### Provided information
*** Begin section ***

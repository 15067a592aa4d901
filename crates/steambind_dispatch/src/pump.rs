use std::io;
use std::sync::Arc;
use std::thread::{self, JoinHandle};
use std::time::Duration;

use crossbeam_channel::{RecvTimeoutError, Sender, bounded};
use tracing::{debug, error, info};

use crate::manual::ManualDispatch;
use steambind_callback::CallbackRegistry;
use steambind_sys::{NativeCall, Result, ThreadScope};

/// Background thread that pumps the callback queue every `tick`.
///
/// A failed tick is logged and stops the thread; the error is returned from
/// [`shutdown`](Self::shutdown).
pub struct CallbackPump {
    stop: Option<Sender<()>>,
    worker: Option<JoinHandle<Result<()>>>,
}

impl CallbackPump {
    pub fn spawn(
        native: Arc<dyn NativeCall>,
        dispatch: Arc<ManualDispatch>,
        registry: Arc<CallbackRegistry>,
        tick: Duration,
    ) -> io::Result<Self> {
        let (stop, stopped) = bounded::<()>(1);
        let worker = thread::Builder::new()
            .name("steambind-callbacks".to_string())
            .spawn(move || {
                let _scope = ThreadScope::new(native);
                debug!(?tick, "callback pump started");
                loop {
                    if let Err(err) = dispatch.pump(&registry) {
                        error!(error = %err, "callback pump stopped");
                        return Err(err);
                    }
                    match stopped.recv_timeout(tick) {
                        Err(RecvTimeoutError::Timeout) => continue,
                        Ok(()) | Err(RecvTimeoutError::Disconnected) => break,
                    }
                }
                debug!("callback pump finished");
                Ok(())
            })?;

        info!("callback pump running");
        Ok(Self {
            stop: Some(stop),
            worker: Some(worker),
        })
    }

    pub fn is_running(&self) -> bool {
        self.worker
            .as_ref()
            .is_some_and(|worker| !worker.is_finished())
    }

    /// Stop the thread and wait for it. Returns the error that ended it early,
    /// if any.
    pub fn shutdown(mut self) -> Result<()> {
        self.stop_and_join()
    }

    fn stop_and_join(&mut self) -> Result<()> {
        drop(self.stop.take());
        match self.worker.take().map(JoinHandle::join) {
            Some(Ok(outcome)) => outcome,
            Some(Err(_)) => {
                error!("callback pump thread panicked");
                Ok(())
            }
            None => Ok(()),
        }
    }
}

impl Drop for CallbackPump {
    fn drop(&mut self) {
        if let Err(err) = self.stop_and_join() {
            error!(error = %err, "callback pump ended with an error");
        }
    }
}

#[cfg(test)]
mod tests {
    use super::*;
    use parking_lot::Mutex;
    use steambind_sys::ApiCallHandle;
    use steambind_sys::mock::MockNative;
    use steambind_sys::symbols;
    use steambind_utils::Stopwatch;

    fn setup() -> (Arc<MockNative>, Arc<ManualDispatch>, Arc<CallbackRegistry>) {
        let mock = Arc::new(MockNative::new());
        let dispatch = Arc::new(ManualDispatch::init(mock.clone()).unwrap());
        let registry = Arc::new(CallbackRegistry::new(mock.clone()));
        (mock, dispatch, registry)
    }

    fn wait_until(condition: impl Fn() -> bool) {
        let watch = Stopwatch::start_new();
        while !condition() {
            assert!(!watch.exceeded(Duration::from_secs(5)), "condition not reached");
            thread::sleep(Duration::from_millis(1));
        }
    }

    #[test]
    fn test_pump_delivers_and_releases_thread_memory() {
        let (mock, dispatch, registry) = setup();
        let seen = Arc::new(Mutex::new(Vec::new()));
        let sink = Arc::clone(&seen);
        registry
            .register(
                move |data| sink.lock().push(data.payload.to_vec()),
                4,
                304,
                ApiCallHandle::INVALID,
                false,
            )
            .unwrap();

        let pump = CallbackPump::spawn(mock.clone(), dispatch, registry, Duration::from_millis(1)).unwrap();
        mock.push_message(304, vec![9, 9, 9, 9]);
        wait_until(|| !seen.lock().is_empty());
        assert!(pump.is_running());

        pump.shutdown().unwrap();
        assert_eq!(seen.lock().as_slice(), &[vec![9, 9, 9, 9]]);
        assert_eq!(mock.count(symbols::RELEASE_CURRENT_THREAD_MEMORY), 1);
        assert_eq!(mock.fetched(), mock.released());
    }

    #[test]
    fn test_failed_tick_stops_pump() {
        let (mock, dispatch, registry) = setup();
        mock.remove_symbol(symbols::MANUAL_DISPATCH_RUN_FRAME);

        let pump = CallbackPump::spawn(mock.clone(), dispatch, registry, Duration::from_millis(1)).unwrap();
        wait_until(|| !pump.is_running());
        assert!(pump.shutdown().is_err());
        assert_eq!(mock.count(symbols::RELEASE_CURRENT_THREAD_MEMORY), 1);
    }

    #[test]
    fn test_drop_stops_thread() {
        let (mock, dispatch, registry) = setup();
        let pump = CallbackPump::spawn(mock.clone(), dispatch, registry, Duration::from_millis(1)).unwrap();
        drop(pump);
        assert_eq!(mock.count(symbols::RELEASE_CURRENT_THREAD_MEMORY), 1);
    }
}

*** End section ***

### Task to carry out
The reply should hold only the lines from the top of the records through the line that has "is returned from", each one exact.

### Solution below
repository 15067a592aa4d901
filename crates/steambind_dispatch/src/pump.rs
use std::io;
use std::sync::Arc;
use std::thread::{self, JoinHandle};
use std::time::Duration;

use crossbeam_channel::{RecvTimeoutError, Sender, bounded};
use tracing::{debug, error, info};

use crate::manual::ManualDispatch;
use steambind_callback::CallbackRegistry;
use steambind_sys::{NativeCall, Result, ThreadScope};

/// Background thread that pumps the callback queue every `tick`.
///
/// A failed tick is logged and stops the thread; the error is returned from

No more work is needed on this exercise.